Nunca, na história da informação científica médica, ela foi tanta, tão frequente, mas tão frágil e volátil. O que é afirmado hoje é negado amanhã. Qualquer tema pode entrar num ciclo de verdadeiro/falso continuado, potenciado pelos media, pela política, pela opinião pública. Filtrar essa informação, dar-lhe o valor científico firme de que necessitamos para atuar é extremamente difícil para quem decide e quem implementa. No controlo da pandemia, o desgaste destes 6 meses está a resultar em algumas decisões político-sanitárias, umas completamente infelizes, outras no mínimo controversas. A influência da política e da economia nas opções epidemiológicas ajuda ao aparecimento de movimentos populistas de contestação a regras cientificamente comprovadas (das poucas que são firmes). Preocupante é o facto da recente contestação anti-máscara estar claramente baseada nos comportamentos repugnantes e criminosos de bem conhecidas figuras máximas desse populismo.
A medicina do viajante limitou-se ao mínimo essencial durante estes meses. O fecho de fronteiras, as limitações à mobilidade das pessoas, os riscos de proximidade nos aeroportos e aviões, reduziu as viagens entre países em repatriamentos ou voos humanitários. A medicina do viajante ficou, igualmente, confinada.

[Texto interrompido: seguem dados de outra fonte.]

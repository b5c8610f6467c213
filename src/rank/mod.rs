//! Content relevance ranking.
//!
//! A ranker reduces scraped pages to the excerpts most relevant to a
//! sub-query, bounded by a per-query excerpt budget. The trait seam is
//! async so embedding-backed implementations can slot in; the default
//! implementation is a local lexical ranker.

pub mod lexical;

use crate::config::ResearchConfig;
use crate::scrape::ScrapedPage;
use crate::types::{AppError, Result};
use async_trait::async_trait;
use serde::{Deserialize, Serialize};
use std::str::FromStr;
use std::sync::Arc;

/// Reduces pages to the top excerpts for a query.
#[async_trait]
pub trait ContextRanker: Send + Sync {
    /// Return at most `max_results` excerpts, most relevant first. An
    /// empty page set yields an empty result, not an error.
    async fn rank(
        &self,
        query: &str,
        pages: &[ScrapedPage],
        max_results: usize,
    ) -> Result<Vec<String>>;

    fn name(&self) -> &'static str;
}

/// Supported ranker backends.
#[derive(Debug, Clone, Copy, PartialEq, Eq, Serialize, Deserialize, Default)]
#[serde(rename_all = "lowercase")]
pub enum RankerKind {
    /// Term-frequency cosine ranking over fixed-size chunks.
    #[default]
    Lexical,
}

impl FromStr for RankerKind {
    type Err = AppError;

    fn from_str(s: &str) -> Result<Self> {
        match s.to_lowercase().as_str() {
            "lexical" => Ok(Self::Lexical),
            _ => Err(AppError::Config(format!(
                "Unknown ranker: {}. Use: lexical",
                s
            ))),
        }
    }
}

/// Construct the ranker selected by the session config.
pub fn build_ranker(cfg: &ResearchConfig) -> Result<Arc<dyn ContextRanker>> {
    match cfg.ranker {
        RankerKind::Lexical => Ok(Arc::new(lexical::LexicalRanker::new())),
    }
}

O aliviar das restrições à mobilidade acompanhou a procura de consultas de viajante. Mas sempre diretamente relacionada com a covid-19 e com as limitações a ela associadas: os nossos primeiros viajantes não eram pessoas preocupadas com os riscos das doenças endémicas com que pudessem contactar, mas que apenas procuravam a prescrição para fazerem o teste de pesquisa de SARS-CoV-2, exigido pelas autoridades locais para a entrada nesse destino. E, neste momento, se mais pessoas estão a viajar, grande parte do tempo da consulta é dedicado às formas de evitar a infecção por coronavírus: aeroportos, aviões, obrigatoriedade de testes, como gerir entradas em diferentes países, os números e tendências da infeção nos destinos. O aconselhamento sobre os riscos de outras doenças transmissíveis, esses, são encarados, pelo viajante, de forma muito mais ligeira e com muito menos importância. Mas claro, se houver vacinas, sempre se faz...
Paradoxalmente, num tempo em as pessoas nos pedem aconselhamento ou são informadas sobre os riscos de uma viagem ao supermercado, sugiro que utilizemos esses conceitos (da perceção do risco) nas nossas consultas de medicina do viajante: saber como se comportar e como prevenir ativamente a infeção por SARS-CoV-2 é exatamente a mesma atitude que se pede em relação à malária, às doenças por águas e alimentos, e todas as outras doenças do viajante para as quais não existem vacinas.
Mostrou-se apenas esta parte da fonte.